*** Opening of EXTRACTED DATA ***

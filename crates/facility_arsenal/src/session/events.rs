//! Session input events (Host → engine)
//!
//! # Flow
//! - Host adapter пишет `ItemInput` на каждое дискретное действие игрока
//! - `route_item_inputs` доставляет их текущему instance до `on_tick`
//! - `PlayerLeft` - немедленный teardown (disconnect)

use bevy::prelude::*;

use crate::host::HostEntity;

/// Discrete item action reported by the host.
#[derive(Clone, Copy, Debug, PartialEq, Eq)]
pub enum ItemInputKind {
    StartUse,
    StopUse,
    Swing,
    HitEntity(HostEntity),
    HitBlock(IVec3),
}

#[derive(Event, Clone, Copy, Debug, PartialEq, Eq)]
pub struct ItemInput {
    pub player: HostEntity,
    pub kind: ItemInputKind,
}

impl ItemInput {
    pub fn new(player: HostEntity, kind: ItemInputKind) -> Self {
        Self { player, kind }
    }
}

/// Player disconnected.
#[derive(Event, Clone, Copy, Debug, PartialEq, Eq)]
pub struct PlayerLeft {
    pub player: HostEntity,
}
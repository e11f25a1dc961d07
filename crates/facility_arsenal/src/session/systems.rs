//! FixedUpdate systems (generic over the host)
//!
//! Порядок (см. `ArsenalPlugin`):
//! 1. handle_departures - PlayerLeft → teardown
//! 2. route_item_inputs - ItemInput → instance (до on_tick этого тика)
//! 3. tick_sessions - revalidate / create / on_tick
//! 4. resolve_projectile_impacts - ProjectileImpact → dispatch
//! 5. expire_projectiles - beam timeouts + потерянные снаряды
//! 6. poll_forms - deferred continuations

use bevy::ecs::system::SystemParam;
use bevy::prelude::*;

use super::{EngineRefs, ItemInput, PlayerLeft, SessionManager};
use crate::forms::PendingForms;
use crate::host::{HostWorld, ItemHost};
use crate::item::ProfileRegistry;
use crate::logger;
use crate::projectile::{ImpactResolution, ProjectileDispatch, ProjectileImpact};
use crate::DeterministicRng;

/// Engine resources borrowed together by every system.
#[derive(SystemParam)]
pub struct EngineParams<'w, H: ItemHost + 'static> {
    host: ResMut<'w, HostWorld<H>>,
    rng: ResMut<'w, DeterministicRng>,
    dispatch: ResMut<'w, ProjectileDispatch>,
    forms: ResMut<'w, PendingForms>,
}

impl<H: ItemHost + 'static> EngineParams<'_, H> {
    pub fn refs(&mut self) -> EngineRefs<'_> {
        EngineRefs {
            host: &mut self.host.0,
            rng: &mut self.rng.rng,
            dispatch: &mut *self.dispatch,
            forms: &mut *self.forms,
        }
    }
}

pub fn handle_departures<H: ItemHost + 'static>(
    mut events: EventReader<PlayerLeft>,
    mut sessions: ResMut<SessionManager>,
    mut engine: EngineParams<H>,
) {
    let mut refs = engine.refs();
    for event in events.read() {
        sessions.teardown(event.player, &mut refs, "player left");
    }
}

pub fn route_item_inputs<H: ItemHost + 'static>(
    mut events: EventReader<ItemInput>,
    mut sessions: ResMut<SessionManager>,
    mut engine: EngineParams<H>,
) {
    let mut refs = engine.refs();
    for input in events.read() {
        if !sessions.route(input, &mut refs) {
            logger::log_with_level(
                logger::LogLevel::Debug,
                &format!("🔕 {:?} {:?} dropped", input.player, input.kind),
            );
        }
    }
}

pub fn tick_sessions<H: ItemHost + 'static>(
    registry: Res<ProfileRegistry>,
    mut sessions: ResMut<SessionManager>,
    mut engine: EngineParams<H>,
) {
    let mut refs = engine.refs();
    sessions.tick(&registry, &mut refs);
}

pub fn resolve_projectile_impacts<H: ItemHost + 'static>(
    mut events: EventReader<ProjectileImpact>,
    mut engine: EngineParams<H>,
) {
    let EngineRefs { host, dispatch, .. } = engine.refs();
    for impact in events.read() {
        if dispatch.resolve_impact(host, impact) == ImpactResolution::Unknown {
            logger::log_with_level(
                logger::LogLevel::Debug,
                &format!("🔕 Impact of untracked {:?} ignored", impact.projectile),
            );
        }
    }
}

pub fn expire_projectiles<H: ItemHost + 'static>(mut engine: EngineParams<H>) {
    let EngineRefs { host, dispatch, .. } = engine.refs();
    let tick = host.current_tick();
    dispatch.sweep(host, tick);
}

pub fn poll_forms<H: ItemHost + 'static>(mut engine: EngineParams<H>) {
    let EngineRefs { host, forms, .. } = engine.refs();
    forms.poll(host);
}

*** Close of EXTRACTED DATA ***

In the entries above, copy each line that contains the string "impl".

impl ItemInput {
impl<H: ItemHost + 'static> EngineParams<'_, H> {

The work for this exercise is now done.